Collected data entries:

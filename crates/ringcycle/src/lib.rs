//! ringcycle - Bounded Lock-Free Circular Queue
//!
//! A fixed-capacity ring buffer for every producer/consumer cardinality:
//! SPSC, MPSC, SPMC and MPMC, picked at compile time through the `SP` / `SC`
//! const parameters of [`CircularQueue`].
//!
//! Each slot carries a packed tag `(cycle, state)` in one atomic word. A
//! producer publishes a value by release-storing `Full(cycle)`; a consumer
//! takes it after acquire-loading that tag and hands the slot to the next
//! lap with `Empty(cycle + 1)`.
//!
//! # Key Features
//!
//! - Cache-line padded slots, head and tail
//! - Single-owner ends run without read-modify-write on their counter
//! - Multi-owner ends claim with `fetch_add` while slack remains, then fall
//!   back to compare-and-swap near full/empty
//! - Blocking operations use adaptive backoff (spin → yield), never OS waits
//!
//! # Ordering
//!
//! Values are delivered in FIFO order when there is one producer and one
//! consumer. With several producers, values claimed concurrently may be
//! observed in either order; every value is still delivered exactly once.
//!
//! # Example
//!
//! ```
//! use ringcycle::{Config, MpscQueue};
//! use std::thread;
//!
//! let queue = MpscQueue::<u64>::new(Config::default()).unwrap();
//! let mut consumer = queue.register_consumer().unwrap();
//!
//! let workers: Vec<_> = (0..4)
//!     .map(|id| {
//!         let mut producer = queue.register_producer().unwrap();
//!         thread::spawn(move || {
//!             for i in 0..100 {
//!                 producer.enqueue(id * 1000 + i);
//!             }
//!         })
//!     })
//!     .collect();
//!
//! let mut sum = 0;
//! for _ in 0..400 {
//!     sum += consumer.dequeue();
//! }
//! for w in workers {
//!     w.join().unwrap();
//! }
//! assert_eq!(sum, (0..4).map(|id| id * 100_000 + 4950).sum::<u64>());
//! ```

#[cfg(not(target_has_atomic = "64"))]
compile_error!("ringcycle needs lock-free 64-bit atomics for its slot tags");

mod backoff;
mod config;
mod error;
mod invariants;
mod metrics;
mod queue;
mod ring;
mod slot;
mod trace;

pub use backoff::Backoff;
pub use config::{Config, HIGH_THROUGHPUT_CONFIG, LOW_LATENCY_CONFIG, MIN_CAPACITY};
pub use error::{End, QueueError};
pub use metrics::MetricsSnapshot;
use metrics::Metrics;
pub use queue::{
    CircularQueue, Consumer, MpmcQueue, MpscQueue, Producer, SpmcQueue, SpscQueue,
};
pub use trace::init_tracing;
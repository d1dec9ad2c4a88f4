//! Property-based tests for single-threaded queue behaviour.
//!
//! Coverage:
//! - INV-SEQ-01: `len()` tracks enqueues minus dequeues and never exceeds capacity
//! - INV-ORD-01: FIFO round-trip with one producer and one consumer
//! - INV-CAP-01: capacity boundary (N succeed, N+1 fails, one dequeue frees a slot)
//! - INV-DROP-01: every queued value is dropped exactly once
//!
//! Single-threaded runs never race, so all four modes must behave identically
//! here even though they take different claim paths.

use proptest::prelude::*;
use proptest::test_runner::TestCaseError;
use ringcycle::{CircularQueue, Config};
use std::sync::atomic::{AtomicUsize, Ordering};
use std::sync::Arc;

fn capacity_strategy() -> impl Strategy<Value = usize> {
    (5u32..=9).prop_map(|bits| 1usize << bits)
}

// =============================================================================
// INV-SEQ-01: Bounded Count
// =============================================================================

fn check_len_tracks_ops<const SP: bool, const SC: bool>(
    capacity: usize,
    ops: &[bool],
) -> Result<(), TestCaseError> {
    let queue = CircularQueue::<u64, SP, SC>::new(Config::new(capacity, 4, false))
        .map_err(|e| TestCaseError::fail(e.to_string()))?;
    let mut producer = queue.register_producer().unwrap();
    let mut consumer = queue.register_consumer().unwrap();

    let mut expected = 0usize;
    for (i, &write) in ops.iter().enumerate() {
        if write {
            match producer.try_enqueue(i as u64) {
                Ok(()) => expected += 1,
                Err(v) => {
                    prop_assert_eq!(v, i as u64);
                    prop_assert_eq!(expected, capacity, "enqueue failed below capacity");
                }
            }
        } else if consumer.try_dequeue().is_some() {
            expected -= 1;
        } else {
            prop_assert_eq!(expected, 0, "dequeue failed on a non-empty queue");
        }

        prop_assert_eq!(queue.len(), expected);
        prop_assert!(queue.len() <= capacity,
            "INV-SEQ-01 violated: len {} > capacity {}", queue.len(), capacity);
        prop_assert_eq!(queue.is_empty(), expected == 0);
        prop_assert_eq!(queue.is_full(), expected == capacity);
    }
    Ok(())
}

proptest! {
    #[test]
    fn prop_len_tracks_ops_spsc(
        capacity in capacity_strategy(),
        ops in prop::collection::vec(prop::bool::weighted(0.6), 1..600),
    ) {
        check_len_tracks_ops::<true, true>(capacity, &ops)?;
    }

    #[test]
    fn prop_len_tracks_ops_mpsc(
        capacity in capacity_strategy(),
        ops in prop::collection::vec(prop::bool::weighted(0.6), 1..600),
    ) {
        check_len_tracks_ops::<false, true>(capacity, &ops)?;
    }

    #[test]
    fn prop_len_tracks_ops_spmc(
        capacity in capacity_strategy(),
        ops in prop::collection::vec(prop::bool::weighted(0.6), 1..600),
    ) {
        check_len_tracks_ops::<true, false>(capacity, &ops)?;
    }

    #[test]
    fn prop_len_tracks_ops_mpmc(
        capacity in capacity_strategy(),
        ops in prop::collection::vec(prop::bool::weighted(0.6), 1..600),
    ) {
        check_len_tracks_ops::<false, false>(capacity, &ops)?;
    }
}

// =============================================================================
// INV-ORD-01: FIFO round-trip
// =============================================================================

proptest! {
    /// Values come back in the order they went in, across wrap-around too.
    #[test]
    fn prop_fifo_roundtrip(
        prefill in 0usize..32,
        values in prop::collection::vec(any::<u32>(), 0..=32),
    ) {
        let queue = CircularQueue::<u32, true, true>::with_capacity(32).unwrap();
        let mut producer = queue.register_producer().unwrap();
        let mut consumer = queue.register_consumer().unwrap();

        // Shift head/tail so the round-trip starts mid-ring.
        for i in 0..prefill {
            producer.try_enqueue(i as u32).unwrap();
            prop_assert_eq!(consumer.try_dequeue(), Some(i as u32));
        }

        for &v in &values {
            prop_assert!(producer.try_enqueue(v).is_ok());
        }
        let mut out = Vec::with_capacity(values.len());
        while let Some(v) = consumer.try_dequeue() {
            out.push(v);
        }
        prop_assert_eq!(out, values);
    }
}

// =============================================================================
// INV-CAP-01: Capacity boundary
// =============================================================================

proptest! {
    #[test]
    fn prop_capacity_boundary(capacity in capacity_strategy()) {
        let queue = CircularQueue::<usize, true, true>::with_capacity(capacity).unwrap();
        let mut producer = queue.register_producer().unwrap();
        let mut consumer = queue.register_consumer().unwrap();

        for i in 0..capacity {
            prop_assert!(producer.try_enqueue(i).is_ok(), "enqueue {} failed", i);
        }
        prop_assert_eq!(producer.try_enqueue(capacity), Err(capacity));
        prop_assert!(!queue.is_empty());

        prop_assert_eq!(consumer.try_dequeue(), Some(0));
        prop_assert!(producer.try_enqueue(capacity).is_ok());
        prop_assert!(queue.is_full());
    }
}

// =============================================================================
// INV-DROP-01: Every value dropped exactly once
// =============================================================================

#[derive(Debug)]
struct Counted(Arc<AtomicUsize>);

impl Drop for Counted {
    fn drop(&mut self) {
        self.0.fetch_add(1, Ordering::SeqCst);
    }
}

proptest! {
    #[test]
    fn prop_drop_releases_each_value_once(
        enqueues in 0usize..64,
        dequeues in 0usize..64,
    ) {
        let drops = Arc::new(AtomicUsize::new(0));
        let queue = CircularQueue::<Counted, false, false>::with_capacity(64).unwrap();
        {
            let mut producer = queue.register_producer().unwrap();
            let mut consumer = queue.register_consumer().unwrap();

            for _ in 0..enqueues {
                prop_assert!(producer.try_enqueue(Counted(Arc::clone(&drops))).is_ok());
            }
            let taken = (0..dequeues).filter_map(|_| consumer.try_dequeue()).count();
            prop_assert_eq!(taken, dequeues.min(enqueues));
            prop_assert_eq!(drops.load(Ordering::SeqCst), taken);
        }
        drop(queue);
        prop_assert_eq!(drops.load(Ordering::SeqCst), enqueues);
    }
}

# Exercise requirements:
The lines to return are those in the entries above that hold "drops".

# Task response:
        let drops = Arc::new(AtomicUsize::new(0));
                prop_assert!(producer.try_enqueue(Counted(Arc::clone(&drops))).is_ok());
            prop_assert_eq!(drops.load(Ordering::SeqCst), taken);
        prop_assert_eq!(drops.load(Ordering::SeqCst), enqueues);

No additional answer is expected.